Le début des années 90, un peu à l'étroit dans l'étude de la guitare classique. Heureusement mon prof, Pascal Eclancher, était plus passionné de musiques sud américaines et espagnoles que des suites de Bach. J'ai toujours eu beaucoup de culpabilité à ne pas avoir envie de les travailler à la guitare classique. Je n’aimais pas, il y avait un truc qui clochait dans cette musique. C'est tellement difficile à la guitare, mais tout le monde semblait si impressionné quand on disait être en train de les bosser. Un mélange de compassion et d'approbation respectueuse de la souffrance engendrée, c'était pour la bonne cause. Et face à cette morale qui semblait universelle, c'est toujours terrible de ne pas être certain de pourquoi on n’aime pas. Est-ce uniquement parce qu'on est fainéant ?
Aujourd'hui lorsque je les entends à la guitare, puis au luth pour lequel elles ont été écrites, je m'autorise enfin à assumer cet état de fait : les suites de Bach à la guitare, c'est pourri. Quel intérêt de se torturer à passer des positions de renversements qui font ressembler vos mains à celles d'un possédé en crise (et pour certains le visage aussi), pour qu'à l'écoute le résultat soit si besogneux par rapport au luth ? En réduisant la partition à la tessiture limitée des six cordes, on a perdu le mouvement, l'air, l'esprit même de cette musique. Bref, c'est Pascal et son amour pour la musique sud américaine qui m'ont fait ne pas arrêter. Car en face, il y avait tout ce que j'avais découvert grâce notamment à un archer passeur, Jean Yves Dezor, qui m'avait abreuvé de disques. Neil Young, Creedence, et dIRE sTRAITS, comme écrit sur les pochettes.
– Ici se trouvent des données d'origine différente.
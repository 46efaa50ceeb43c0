//
//  rollbar-provider
//  resources/team_user.rs
//
//  Created by Ngonidzashe Mangudya on 2026/10/19.
//  Copyright (c) 2026 IAMNGONI. All rights reserved.
//

//! # Team User Association Resource
//!
//! Puts an email address on a team. Rollbar decides how:
//!
//! - an address that belongs to an existing user is **added** right away
//! - any other address is **invited** and joins once the invitation is
//!   accepted
//!
//! The outcome becomes part of the identifier, `team_id:email:status`, and
//! decides how the association is read and deleted later.

use std::fmt;
use std::str::FromStr;

use anyhow::{anyhow, bail, Context, Result};
use serde::{Deserialize, Serialize};

use super::{require_result, user, ResourceId};
use crate::api::invitations::InviteOutcome;
use crate::api::teams::TeamInviteRequest;
use crate::api::{ApiError, RollbarClient};
use crate::util::{parse_composite_id, parse_numeric_id};

/// How the email address ended up on the team.
#[derive(Debug, Clone, Copy, PartialEq, Eq, Hash, Serialize, Deserialize)]
#[serde(rename_all = "lowercase")]
pub enum AssociationStatus {
    Added,
    Invited,
}

impl AssociationStatus {
    pub fn as_str(&self) -> &'static str {
        match self {
            Self::Added => "added",
            Self::Invited => "invited",
        }
    }
}

impl fmt::Display for AssociationStatus {
    fn fmt(&self, f: &mut fmt::Formatter<'_>) -> fmt::Result {
        f.write_str(self.as_str())
    }
}

impl FromStr for AssociationStatus {
    type Err = ApiError;

    fn from_str(s: &str) -> Result<Self, Self::Err> {
        match s {
            "added" => Ok(Self::Added),
            "invited" => Ok(Self::Invited),
            other => Err(ApiError::InvalidRequest(format!(
                "unknown team user status {:?}",
                other
            ))),
        }
    }
}

/// Stored state of a team user association.
#[derive(Debug, Clone, PartialEq, Eq, Serialize, Deserialize)]
pub struct TeamUserState {
    pub id: ResourceId,
    pub team_id: u64,
    pub email: String,
    pub status: AssociationStatus,
    /// Known once the address belongs to a Rollbar user.
    pub user_id: Option<u64>,
    pub invitation_id: Option<u64>,
    /// `pending`, `accepted`, ... for invited addresses.
    pub invitation_status: Option<String>,
}

/// Builds the `team_id:email:status` identifier.
pub fn association_id(team_id: u64, email: &str, status: AssociationStatus) -> ResourceId {
    ResourceId::Remote(format!("{}:{}:{}", team_id, email, status))
}

/// Invites `email` to a team and reads the association back.
pub async fn create(client: &RollbarClient, team_id: u64, email: &str) -> Result<TeamUserState> {
    tracing::debug!("Inviting or adding {} to team {}", email, team_id);

    let request = TeamInviteRequest {
        email: email.to_string(),
    };
    let (response, _) = client
        .teams()
        .invite_user(team_id, &request)
        .await
        .with_context(|| format!("Unable to invite/add {} to team {}", email, team_id))?;

    let (status, invitation_id) = match response.outcome() {
        InviteOutcome::Added => (AssociationStatus::Added, None),
        InviteOutcome::Invited(invitation) => (AssociationStatus::Invited, invitation.id),
        InviteOutcome::Unexpected => bail!(
            "Invited/added {} to team {} but the API response is not expected: \
             error count {:?}, message {:?}",
            email,
            team_id,
            response.error_count,
            response.message
        ),
    };

    tracing::info!("{} {} to team {}", status, email, team_id);

    read(client, &association_id(team_id, email, status), invitation_id).await
}

/// Refreshes an association.
///
/// Added users get their user ID looked up by email. Invitations get their
/// status refreshed, and once accepted the user ID as well.
pub async fn read(
    client: &RollbarClient,
    id: &ResourceId,
    invitation_id: Option<u64>,
) -> Result<TeamUserState> {
    let parts = parse_composite_id(id.as_str(), 3)?;
    let team_id = parse_numeric_id(parts[0])?;
    let email = parts[1].to_string();
    let status: AssociationStatus = parts[2].parse()?;

    let mut state = TeamUserState {
        id: id.clone(),
        team_id,
        email,
        status,
        user_id: None,
        invitation_id,
        invitation_status: None,
    };

    if status == AssociationStatus::Invited {
        let invite_id = invitation_id
            .ok_or_else(|| anyhow!("Association {} has no invitation ID", id))?;
        let (envelope, _) = client
            .invitations()
            .get(invite_id)
            .await
            .with_context(|| format!("Unable to retrieve invitation {}", invite_id))?;
        state.invitation_status = require_result(envelope, "invitation")?.status;
    }

    let accepted = state.invitation_status.as_deref() == Some("accepted");
    if status == AssociationStatus::Added || accepted {
        let found = user::find_by_email(client, &state.email)
            .await
            .with_context(|| format!("Cannot determine if {} exists in Rollbar", state.email))?;
        state.user_id = found.and_then(|u| u.id);
        if state.user_id.is_none() {
            tracing::warn!("No Rollbar user found with email {}", state.email);
        }
    }

    Ok(state)
}

/// Removes the address from the team.
///
/// A pending invitation is cancelled. Failing to cancel is only logged,
/// since a later invitation to the same address replaces the pending one.
pub async fn delete(client: &RollbarClient, state: &TeamUserState) -> Result<()> {
    match state.status {
        AssociationStatus::Invited => {
            let Some(invite_id) = state.invitation_id else {
                tracing::warn!("Association {} has no invitation to cancel", state.id);
                return Ok(());
            };

            tracing::debug!("Cancelling invitation {}", invite_id);
            match client.invitations().cancel(invite_id).await {
                Ok(_) => tracing::debug!("Cancelled invitation {}", invite_id),
                Err(e) => tracing::warn!("Could not cancel invitation {}: {}", invite_id, e),
            }
        }
        AssociationStatus::Added => {
            let user_id = state.user_id.ok_or_else(|| {
                anyhow!(
                    "Could not remove {} from team {}: user ID unknown",
                    state.email,
                    state.team_id
                )
            })?;

            tracing::debug!("Removing {} from team {}", state.email, state.team_id);
            client
                .teams()
                .remove_user(state.team_id, user_id)
                .await
                .with_context(|| {
                    format!("Could not remove {} from team {}", state.email, state.team_id)
                })?;
            tracing::debug!("Removed {} from team {}", state.email, state.team_id);
        }
    }

    Ok(())
}

/// Imports an existing membership from `team_id:email`.
///
/// Only users already on the team can be imported; pending invitations
/// cannot.
pub async fn import(client: &RollbarClient, import_id: &str) -> Result<TeamUserState> {
    let parts = parse_composite_id(import_id, 2)?;
    let team_id = parse_numeric_id(parts[0])?;
    let email = parts[1];

    let user_id = user::find_by_email(client, email)
        .await?
        .and_then(|u| u.id)
        .ok_or_else(|| anyhow!("Did not find an existing Rollbar user with email {}", email))?;

    let membership = client
        .teams()
        .is_user_member(team_id, user_id)
        .await
        .with_context(|| format!("Unable to check membership of {} in team {}", email, team_id))?;
    if !membership.is_present() {
        bail!(
            "Cannot import: user {} has not been added to team {}",
            user_id,
            team_id
        );
    }

    Ok(TeamUserState {
        id: association_id(team_id, email, AssociationStatus::Added),
        team_id,
        email: email.to_string(),
        status: AssociationStatus::Added,
        user_id: Some(user_id),
        invitation_id: None,
        invitation_status: None,
    })
}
Pendant ces années d'adolescence, j'ai écouté tout Dire Straits, je me suis littéralement rempli de la musique de Mark Knopfler. De ces passions d'adolescent qui vous font connaître toutes les paroles de tous les morceaux de tous les albums, dans l'ordre. Les envolées lyriques, le son, l'écriture et la maîtrise de Knopfler. Par contre les jouer n’était pas la même histoire, et dix ans de classique ne m'aidaient absolument pas. Je ne comprenais quasiment rien à ce que Knopfler faisait. J'étais capable de jouer des pièces classiques compliquées, et j'étais récompensé pour ça au conservatoire, mais je me sentais minable face à des morceaux qui semblaient simples. J'arrivais vaguement à jouer des trucs, mais c'était moche. Les efforts, le travail assidu du classique s'avéraient inutiles et ne m'amenaient que de la frustration. Et en plus, les classiqueux avaient tendance à être méprisants pour ces musiques qualifiées de « simples », mais elles étaient surtout populaires. Si c'était si simple, pourquoi n'arrivais-je pas à les jouer alors que j'avais des prix classiques ? Bien plus tard, je retrouverai ce mépris pour Dire Straits dans le milieu rock et punk. Trop populaire aussi, mais pas pareil.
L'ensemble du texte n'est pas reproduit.